Task goal — Stop after the line with "fn main() ->"; until then, please copy every line of the records word for word from the first.

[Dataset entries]
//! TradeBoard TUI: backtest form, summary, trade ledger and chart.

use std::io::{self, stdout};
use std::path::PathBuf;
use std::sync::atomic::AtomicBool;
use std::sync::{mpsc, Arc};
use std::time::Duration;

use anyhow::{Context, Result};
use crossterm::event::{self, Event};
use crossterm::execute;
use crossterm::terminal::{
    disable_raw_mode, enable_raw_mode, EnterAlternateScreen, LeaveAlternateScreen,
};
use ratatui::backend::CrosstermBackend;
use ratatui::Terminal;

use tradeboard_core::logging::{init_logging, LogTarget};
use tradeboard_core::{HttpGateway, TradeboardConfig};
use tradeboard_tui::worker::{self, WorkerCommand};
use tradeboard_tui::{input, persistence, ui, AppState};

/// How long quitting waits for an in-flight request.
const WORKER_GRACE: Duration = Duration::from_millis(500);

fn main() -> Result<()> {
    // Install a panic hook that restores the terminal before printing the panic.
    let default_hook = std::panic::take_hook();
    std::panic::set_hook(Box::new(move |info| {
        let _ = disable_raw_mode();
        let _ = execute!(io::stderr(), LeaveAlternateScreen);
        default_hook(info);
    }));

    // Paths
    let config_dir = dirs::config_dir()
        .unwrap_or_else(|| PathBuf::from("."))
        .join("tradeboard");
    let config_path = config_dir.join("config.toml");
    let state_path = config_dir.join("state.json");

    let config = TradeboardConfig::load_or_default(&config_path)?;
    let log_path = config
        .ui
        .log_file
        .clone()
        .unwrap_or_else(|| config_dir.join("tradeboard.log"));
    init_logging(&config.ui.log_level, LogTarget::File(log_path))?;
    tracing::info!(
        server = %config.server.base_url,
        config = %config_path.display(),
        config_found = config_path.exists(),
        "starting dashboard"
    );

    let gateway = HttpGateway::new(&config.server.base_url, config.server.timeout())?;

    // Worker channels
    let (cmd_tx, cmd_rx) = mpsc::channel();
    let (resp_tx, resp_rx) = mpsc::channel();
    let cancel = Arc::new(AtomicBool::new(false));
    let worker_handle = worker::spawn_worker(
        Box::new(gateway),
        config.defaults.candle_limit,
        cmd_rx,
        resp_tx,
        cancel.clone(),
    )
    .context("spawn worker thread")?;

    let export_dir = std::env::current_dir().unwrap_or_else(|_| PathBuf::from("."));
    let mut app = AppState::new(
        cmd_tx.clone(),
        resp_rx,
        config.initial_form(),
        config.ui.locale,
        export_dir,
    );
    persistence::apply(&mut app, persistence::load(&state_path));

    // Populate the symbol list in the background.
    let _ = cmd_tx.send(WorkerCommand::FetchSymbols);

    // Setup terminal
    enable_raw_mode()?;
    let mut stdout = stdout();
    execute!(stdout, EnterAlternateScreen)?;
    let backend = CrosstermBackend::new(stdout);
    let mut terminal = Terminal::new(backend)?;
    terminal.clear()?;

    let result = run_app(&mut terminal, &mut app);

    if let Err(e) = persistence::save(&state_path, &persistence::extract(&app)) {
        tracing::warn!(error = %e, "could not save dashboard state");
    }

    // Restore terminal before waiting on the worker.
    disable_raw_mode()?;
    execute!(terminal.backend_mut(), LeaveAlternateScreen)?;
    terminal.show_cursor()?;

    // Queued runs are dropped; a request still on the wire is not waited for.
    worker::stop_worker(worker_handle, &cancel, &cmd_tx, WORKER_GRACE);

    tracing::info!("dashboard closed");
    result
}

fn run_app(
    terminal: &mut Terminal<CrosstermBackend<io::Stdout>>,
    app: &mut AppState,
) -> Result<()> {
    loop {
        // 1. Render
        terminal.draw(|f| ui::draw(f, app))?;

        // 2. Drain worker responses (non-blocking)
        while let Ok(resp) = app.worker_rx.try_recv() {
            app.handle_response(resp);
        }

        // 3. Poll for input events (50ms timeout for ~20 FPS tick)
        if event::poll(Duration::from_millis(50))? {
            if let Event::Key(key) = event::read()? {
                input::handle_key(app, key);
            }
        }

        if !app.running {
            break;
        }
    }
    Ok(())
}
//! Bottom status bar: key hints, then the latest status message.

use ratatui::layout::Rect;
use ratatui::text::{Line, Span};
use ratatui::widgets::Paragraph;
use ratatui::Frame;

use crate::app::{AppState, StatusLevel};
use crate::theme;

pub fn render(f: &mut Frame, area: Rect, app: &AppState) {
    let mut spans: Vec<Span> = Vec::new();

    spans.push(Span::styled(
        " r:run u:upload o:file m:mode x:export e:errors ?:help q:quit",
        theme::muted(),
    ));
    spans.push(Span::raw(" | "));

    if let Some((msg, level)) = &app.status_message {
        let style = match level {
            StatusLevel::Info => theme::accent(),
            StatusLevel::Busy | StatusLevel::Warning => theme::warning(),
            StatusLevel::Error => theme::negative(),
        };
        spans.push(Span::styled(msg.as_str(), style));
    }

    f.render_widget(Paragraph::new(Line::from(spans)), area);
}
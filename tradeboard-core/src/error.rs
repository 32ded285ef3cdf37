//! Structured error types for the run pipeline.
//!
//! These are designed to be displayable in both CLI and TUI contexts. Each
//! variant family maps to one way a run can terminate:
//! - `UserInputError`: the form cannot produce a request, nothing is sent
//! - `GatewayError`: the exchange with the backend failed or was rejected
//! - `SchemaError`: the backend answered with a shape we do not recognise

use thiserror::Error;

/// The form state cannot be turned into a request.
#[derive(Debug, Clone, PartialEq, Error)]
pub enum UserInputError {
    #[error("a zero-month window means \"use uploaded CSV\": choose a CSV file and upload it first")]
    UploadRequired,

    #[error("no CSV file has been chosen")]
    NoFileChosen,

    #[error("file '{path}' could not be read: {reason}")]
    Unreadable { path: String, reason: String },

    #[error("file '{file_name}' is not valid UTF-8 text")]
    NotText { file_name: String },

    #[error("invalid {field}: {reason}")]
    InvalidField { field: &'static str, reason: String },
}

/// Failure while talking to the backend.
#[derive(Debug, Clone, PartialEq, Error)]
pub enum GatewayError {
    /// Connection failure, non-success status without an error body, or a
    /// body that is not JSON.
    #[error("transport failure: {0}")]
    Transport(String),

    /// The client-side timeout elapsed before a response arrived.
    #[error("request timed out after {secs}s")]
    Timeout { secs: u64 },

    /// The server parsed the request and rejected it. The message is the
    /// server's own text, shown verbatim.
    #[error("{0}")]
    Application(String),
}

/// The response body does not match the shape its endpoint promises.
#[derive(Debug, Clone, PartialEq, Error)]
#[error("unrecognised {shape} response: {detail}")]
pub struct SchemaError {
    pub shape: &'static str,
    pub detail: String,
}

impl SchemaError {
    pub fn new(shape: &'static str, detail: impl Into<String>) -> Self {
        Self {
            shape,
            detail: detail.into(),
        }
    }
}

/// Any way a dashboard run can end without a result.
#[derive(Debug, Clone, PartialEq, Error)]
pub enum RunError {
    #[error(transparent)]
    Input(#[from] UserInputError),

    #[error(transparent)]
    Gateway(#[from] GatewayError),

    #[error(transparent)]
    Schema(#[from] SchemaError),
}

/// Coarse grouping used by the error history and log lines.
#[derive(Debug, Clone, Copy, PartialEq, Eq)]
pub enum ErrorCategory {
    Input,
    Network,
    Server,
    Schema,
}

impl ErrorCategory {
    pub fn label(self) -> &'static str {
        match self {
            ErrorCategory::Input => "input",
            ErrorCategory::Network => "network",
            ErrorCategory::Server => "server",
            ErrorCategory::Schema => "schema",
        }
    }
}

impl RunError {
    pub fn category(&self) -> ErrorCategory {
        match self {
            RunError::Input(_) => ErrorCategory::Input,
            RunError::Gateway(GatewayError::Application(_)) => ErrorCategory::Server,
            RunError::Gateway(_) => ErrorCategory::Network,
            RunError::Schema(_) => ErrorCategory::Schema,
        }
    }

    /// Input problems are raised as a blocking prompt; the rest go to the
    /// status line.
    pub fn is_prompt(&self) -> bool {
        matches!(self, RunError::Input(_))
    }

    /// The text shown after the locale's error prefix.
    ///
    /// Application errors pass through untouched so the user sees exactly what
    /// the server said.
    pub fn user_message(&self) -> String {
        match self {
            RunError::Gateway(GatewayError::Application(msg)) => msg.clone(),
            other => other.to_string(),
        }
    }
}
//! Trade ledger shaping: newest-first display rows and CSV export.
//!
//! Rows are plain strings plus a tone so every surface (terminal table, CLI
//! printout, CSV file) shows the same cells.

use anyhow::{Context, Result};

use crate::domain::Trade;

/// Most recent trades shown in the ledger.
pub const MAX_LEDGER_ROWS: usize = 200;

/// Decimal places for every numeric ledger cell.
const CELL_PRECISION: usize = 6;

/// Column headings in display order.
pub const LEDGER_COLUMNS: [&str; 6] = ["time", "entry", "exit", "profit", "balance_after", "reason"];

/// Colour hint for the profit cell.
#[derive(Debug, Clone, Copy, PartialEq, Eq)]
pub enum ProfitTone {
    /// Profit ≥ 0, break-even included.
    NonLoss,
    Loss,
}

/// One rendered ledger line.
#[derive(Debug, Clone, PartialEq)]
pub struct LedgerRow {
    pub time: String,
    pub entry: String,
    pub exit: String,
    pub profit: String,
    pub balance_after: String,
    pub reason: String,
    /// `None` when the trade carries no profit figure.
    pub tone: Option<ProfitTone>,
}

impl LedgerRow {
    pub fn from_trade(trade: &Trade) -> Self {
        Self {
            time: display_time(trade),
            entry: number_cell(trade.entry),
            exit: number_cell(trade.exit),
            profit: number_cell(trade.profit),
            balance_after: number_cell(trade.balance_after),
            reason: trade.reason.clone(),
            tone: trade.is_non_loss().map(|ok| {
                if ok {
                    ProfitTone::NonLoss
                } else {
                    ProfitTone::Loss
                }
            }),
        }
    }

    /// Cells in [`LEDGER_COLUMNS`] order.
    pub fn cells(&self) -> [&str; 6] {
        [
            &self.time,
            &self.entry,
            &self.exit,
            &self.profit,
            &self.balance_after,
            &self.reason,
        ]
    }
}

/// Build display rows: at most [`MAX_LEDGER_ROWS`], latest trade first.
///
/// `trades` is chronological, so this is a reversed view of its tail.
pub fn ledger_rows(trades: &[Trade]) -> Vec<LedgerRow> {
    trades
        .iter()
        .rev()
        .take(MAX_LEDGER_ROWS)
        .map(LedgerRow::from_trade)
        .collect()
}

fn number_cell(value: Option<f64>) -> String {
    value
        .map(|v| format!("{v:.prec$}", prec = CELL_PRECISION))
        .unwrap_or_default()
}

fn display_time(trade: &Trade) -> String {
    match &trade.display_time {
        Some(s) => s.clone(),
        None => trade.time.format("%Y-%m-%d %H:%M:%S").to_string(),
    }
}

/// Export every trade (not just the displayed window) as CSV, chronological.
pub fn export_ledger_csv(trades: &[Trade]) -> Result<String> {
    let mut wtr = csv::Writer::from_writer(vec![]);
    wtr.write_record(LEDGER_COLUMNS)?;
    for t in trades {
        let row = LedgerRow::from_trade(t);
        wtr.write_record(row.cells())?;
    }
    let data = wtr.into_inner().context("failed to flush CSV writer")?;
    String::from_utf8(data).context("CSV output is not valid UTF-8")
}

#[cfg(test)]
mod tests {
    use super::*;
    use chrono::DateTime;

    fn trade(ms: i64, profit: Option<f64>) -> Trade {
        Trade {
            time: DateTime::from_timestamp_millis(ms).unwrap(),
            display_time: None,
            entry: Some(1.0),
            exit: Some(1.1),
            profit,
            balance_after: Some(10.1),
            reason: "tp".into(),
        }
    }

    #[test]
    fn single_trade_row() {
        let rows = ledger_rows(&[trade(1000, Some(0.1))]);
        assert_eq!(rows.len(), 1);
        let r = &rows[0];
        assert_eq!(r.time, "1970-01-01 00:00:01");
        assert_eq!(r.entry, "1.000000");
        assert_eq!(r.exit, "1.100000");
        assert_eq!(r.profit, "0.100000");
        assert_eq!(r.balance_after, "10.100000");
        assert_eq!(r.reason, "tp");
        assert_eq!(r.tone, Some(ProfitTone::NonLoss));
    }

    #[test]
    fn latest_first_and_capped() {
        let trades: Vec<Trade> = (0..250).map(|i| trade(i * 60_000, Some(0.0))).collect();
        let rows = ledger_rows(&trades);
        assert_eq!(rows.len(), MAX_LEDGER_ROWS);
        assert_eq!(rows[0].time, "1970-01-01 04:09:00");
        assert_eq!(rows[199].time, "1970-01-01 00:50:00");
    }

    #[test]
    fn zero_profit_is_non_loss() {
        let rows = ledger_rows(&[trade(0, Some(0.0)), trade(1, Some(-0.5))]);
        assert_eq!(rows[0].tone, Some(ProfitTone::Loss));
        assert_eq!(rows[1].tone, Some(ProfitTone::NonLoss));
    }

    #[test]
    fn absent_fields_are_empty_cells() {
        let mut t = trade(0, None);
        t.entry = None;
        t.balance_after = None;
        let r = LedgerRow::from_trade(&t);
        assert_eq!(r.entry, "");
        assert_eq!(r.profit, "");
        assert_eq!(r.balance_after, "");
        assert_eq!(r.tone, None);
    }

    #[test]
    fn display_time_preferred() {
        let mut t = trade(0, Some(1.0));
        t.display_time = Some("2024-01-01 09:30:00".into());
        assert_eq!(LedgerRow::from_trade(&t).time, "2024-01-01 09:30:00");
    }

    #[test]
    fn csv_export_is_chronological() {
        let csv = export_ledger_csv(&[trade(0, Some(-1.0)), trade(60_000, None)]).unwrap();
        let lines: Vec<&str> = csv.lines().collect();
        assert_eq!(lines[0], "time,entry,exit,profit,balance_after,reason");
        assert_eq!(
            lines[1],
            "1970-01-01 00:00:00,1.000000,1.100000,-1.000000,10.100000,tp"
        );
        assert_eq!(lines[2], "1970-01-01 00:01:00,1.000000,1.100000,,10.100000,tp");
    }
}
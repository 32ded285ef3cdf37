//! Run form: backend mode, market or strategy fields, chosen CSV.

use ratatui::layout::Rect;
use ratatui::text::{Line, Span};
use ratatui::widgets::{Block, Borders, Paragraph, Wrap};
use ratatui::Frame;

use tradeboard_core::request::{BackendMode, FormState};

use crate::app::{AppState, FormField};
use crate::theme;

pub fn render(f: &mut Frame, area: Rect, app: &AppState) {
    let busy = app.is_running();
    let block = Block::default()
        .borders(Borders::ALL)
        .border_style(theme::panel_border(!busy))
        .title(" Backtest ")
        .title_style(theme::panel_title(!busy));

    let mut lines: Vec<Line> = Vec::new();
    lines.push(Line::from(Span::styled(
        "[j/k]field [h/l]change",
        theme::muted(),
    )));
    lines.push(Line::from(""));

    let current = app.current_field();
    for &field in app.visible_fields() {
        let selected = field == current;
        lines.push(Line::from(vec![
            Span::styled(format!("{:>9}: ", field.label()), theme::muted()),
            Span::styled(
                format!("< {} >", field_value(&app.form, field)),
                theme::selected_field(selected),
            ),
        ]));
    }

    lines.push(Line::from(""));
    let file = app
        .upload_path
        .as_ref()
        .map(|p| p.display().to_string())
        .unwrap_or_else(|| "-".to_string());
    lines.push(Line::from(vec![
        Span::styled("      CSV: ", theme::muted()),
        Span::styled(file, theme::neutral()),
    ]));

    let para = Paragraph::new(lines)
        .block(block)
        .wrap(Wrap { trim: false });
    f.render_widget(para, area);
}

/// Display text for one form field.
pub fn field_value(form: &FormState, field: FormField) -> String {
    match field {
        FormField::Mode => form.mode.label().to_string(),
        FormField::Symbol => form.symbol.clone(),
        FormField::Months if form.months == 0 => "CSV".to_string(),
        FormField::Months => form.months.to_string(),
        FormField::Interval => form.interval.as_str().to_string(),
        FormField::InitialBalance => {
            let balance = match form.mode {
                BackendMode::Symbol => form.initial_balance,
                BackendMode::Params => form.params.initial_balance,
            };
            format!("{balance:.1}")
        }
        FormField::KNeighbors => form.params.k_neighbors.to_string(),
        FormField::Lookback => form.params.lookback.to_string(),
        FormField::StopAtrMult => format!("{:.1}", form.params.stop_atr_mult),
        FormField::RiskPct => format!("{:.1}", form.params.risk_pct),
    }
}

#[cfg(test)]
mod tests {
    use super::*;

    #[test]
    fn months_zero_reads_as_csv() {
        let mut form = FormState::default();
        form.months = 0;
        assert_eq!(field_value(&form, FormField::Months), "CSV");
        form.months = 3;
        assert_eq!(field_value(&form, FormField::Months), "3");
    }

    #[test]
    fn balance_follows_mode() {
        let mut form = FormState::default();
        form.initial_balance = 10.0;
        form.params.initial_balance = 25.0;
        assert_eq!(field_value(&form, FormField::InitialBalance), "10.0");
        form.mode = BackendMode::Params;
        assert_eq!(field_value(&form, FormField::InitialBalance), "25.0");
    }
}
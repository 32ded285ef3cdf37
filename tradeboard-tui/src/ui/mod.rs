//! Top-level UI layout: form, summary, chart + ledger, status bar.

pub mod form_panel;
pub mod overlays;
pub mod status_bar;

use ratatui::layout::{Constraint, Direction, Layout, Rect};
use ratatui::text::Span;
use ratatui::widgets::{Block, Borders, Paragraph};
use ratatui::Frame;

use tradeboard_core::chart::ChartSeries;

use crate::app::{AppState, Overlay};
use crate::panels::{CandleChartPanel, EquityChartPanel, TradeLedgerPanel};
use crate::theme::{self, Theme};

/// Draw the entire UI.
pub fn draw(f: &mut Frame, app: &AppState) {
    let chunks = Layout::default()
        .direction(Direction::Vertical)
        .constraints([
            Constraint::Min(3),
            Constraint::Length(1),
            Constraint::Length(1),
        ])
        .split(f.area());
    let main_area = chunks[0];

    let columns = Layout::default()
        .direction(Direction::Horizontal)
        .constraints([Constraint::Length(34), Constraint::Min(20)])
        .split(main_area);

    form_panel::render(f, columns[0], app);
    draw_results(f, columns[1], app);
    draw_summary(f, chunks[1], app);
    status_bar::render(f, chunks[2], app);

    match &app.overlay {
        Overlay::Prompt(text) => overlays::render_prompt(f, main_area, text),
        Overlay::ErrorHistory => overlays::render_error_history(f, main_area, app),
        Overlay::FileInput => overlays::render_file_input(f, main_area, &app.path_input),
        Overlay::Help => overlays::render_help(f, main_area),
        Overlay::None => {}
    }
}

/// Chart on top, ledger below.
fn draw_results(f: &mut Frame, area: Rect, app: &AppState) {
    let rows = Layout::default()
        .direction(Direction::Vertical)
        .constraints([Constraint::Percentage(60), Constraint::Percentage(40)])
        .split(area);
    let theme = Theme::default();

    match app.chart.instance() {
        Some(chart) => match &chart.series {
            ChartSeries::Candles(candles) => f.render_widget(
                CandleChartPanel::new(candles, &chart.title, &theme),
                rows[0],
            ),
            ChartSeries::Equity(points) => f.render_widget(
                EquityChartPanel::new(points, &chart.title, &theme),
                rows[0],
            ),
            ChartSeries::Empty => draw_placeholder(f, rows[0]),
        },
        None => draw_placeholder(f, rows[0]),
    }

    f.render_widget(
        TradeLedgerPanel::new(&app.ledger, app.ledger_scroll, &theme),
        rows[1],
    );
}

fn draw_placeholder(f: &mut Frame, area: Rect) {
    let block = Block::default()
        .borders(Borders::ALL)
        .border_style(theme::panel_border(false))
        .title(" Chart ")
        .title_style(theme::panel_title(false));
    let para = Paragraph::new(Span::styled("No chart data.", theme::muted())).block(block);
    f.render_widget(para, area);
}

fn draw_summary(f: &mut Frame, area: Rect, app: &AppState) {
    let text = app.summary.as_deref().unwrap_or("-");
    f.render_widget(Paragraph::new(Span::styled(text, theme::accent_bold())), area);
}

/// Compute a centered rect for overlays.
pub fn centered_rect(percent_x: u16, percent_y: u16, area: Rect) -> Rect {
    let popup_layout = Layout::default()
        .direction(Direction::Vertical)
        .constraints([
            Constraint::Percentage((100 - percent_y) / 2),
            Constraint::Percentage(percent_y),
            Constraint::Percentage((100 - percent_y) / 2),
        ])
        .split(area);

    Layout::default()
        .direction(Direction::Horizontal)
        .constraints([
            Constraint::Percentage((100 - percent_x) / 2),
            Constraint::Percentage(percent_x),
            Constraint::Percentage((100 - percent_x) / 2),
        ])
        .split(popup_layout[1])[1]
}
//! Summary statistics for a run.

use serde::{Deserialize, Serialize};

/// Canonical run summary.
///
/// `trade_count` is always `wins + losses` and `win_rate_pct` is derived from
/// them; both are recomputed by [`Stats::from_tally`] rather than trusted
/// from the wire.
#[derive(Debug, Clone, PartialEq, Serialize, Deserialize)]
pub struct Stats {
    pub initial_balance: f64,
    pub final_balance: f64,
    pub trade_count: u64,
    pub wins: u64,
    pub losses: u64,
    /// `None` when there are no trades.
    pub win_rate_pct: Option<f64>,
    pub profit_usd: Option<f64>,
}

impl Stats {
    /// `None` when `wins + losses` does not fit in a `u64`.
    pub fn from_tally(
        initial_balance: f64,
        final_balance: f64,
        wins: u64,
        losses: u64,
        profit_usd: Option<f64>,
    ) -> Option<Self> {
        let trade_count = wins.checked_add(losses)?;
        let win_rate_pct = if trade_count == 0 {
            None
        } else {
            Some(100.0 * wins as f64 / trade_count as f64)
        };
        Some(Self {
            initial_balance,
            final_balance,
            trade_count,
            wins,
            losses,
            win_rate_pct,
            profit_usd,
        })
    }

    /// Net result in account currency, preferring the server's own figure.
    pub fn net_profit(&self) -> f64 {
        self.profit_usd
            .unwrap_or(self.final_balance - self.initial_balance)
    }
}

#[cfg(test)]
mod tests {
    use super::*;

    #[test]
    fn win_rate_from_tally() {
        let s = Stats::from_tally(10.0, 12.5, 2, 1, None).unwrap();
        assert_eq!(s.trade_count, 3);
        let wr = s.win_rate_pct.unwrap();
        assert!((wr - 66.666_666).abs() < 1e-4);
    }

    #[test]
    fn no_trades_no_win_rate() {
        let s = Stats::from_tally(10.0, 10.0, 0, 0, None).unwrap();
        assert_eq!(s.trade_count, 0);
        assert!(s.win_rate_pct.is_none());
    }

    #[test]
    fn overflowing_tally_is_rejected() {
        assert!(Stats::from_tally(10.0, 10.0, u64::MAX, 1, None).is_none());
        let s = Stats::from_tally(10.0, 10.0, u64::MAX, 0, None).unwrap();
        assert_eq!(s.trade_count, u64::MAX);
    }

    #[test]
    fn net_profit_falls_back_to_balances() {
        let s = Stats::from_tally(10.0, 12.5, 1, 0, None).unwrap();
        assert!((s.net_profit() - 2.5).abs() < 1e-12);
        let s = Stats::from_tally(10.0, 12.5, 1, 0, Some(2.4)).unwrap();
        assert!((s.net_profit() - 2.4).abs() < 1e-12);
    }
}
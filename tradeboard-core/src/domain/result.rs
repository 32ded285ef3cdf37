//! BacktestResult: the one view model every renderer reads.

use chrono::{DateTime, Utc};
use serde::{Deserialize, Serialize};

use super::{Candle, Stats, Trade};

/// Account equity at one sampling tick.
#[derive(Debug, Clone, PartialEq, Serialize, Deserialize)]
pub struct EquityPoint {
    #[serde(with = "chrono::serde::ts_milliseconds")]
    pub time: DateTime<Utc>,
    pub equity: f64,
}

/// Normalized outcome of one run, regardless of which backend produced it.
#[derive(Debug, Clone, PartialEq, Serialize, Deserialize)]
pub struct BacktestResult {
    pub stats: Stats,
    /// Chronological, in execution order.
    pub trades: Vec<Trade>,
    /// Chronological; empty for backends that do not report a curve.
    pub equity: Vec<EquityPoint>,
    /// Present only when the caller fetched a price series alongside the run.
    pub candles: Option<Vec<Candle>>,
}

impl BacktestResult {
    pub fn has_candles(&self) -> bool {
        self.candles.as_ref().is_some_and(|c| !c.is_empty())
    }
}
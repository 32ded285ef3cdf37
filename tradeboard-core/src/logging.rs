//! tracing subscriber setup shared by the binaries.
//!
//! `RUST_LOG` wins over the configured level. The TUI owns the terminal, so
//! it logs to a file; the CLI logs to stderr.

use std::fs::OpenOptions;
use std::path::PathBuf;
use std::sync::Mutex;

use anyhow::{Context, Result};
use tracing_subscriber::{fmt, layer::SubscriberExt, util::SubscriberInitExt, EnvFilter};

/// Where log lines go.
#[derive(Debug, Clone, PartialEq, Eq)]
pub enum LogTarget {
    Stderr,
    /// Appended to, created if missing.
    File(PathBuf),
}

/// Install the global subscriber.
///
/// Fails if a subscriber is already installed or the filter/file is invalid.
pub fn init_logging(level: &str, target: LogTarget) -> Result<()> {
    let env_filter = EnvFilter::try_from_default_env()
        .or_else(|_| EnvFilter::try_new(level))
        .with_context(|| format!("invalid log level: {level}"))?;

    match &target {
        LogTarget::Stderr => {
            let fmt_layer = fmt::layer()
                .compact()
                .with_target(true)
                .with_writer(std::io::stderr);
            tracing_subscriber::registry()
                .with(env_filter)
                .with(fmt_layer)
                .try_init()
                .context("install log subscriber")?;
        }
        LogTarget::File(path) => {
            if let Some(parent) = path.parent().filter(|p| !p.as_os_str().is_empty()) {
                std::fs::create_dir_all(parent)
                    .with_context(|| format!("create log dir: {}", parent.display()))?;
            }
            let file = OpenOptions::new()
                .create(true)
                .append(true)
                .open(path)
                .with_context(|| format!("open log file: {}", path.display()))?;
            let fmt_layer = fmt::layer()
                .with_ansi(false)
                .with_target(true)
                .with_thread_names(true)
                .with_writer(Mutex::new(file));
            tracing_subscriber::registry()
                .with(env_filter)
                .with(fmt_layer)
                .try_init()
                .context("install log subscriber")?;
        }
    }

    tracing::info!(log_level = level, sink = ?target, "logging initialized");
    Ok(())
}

Exercise response —
//! TradeBoard TUI: backtest form, summary, trade ledger and chart.

use std::io::{self, stdout};
use std::path::PathBuf;
use std::sync::atomic::AtomicBool;
use std::sync::{mpsc, Arc};
use std::time::Duration;

use anyhow::{Context, Result};
use crossterm::event::{self, Event};
use crossterm::execute;
use crossterm::terminal::{
    disable_raw_mode, enable_raw_mode, EnterAlternateScreen, LeaveAlternateScreen,
};
use ratatui::backend::CrosstermBackend;
use ratatui::Terminal;

use tradeboard_core::logging::{init_logging, LogTarget};
use tradeboard_core::{HttpGateway, TradeboardConfig};
use tradeboard_tui::worker::{self, WorkerCommand};
use tradeboard_tui::{input, persistence, ui, AppState};

/// How long quitting waits for an in-flight request.
const WORKER_GRACE: Duration = Duration::from_millis(500);

fn main() -> Result<()> {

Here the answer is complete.